The invention combines a plurality of research means and analysis results, so that the quality control method of the California microphylla is expanded and improved compared with the prior art, and the modernization pace of the traditional Chinese medicine is followed, which is beneficial to forming the quality standard of the California microphylla, and the medicinal material can better serve for human.

According to the technical scheme, compared with the prior art, the invention discloses an identification method of the small leaf golden camellia and application thereof, in particular to a construction method of a small leaf golden camellia fingerprint and application of the small leaf golden camellia fingerprint; the method comprises a preparation method of a test solution and high performance liquid chromatography detection conditions; processing with traditional Chinese medicine fingerprint similarity software to obtain fingerprint of herba Gerberae Piloselloidis; and (4) importing the related chromatographic data into SPSS software for cluster analysis and principal component analysis, and obtaining a related analysis result. The method establishes a common mode of the HPLC (high performance liquid chromatography) fingerprint of the California leaflet, identifies 11 common peaks, wherein 4 common peaks are known components and cover most information of index components of medicinal materials.

Drawings

In order to more clearly illustrate the embodiments of the present invention or the technical solutions in the prior art, the drawings used in the description of the embodiments or the prior art will be briefly described below, it is obvious that the drawings in the following description are only embodiments of the present invention, and for those skilled in the art, other drawings can be obtained according to the provided drawings without creative efforts.

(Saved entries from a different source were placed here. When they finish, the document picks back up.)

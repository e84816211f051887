//! Embedded manifests the demo loads into the in-memory store

use std::collections::BTreeMap;

/// Path of the root kustomization.
pub const KUSTOMIZATION_PATH: &str = "kustomization.yaml";

/// Path of the Deployment resource.
pub const DEPLOYMENT_PATH: &str = "resources/deployment.yaml";

/// Path of the Service resource.
pub const SERVICE_PATH: &str = "resources/service.yaml";

pub const KUSTOMIZATION: &str = r#"
apiVersion: kustomize.config.k8s.io/v1beta1
kind: Kustomization
namespace: my-namespace
resources:
  - resources/deployment.yaml
  - resources/service.yaml
"#;

pub const DEPLOYMENT: &str = r#"
apiVersion: apps/v1
kind: Deployment
metadata:
  name: my-deployment
spec:
  replicas: 3
  template:
    metadata:
      labels:
        app: my-app
    spec:
      containers:
        - name: my-container
          image: nginx
"#;

pub const SERVICE: &str = r#"
apiVersion: v1
kind: Service
metadata:
  labels:
    app: my-app
  name: my-app
spec:
  ports:
    - port: 8080
  selector:
    app: my-app
"#;

/// Relative path to file content, one entry per embedded manifest.
pub type FixtureSet = BTreeMap<&'static str, &'static str>;

/// Build the fixture set.
pub fn fixtures() -> FixtureSet {
    BTreeMap::from([
        (KUSTOMIZATION_PATH, KUSTOMIZATION),
        (DEPLOYMENT_PATH, DEPLOYMENT),
        (SERVICE_PATH, SERVICE),
    ])
}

FIG. 1 is a drawing showing an HPLC control fingerprint spectrum R of a sample of a medicinal material of the present invention;

FIG. 2 is a schematic diagram of HPLC overlay fingerprints of 13 batches of the medicinal material samples according to the present invention;

FIG. 3 is a chromatogram of a mixed control according to the invention;

FIG. 4 is a diagram showing the result of cluster analysis of 13 batches of herbs in this invention.

Detailed Description

The technical solutions in the embodiments of the present invention will be clearly and completely described below with reference to the drawings in the embodiments of the present invention, and it is obvious that the described embodiments are only a part of the embodiments of the present invention, and not all of the embodiments. All other embodiments, which can be derived by a person skilled in the art from the embodiments given herein without making any creative effort, shall fall within the protection scope of the present invention.

Waters e2695 series quaternary gradient pump high performance liquid chromatograph (wawter, usa); an XS205 electronic balance (mettler-toledo, switzerland); KS-500DE ultrasonic cleaner (Kunshan Jielimei ultrasonic instruments Co., Ltd.); HH-S4 model digital display constant temperature water bath (Jintani medical instrument factory).

Protocatechuic acid (China institute for testing and testing food and drug; batch No. 110809-; vanillic acid (China institute for food and drug assay, batch No. 110776-201503, purity 99.8%); caffeic acid (Kyorman Biotech, Inc., lot number: MUST-18032003, 99.48% pure); chicoric acid (Doudnerite Biotech, Inc., batch No.: MUST-18031720, purity 99.33%); acetonitrile (Fisher corporation, USA, chromatographic grade), phosphoric acid as analytical grade, water as ultra pure water.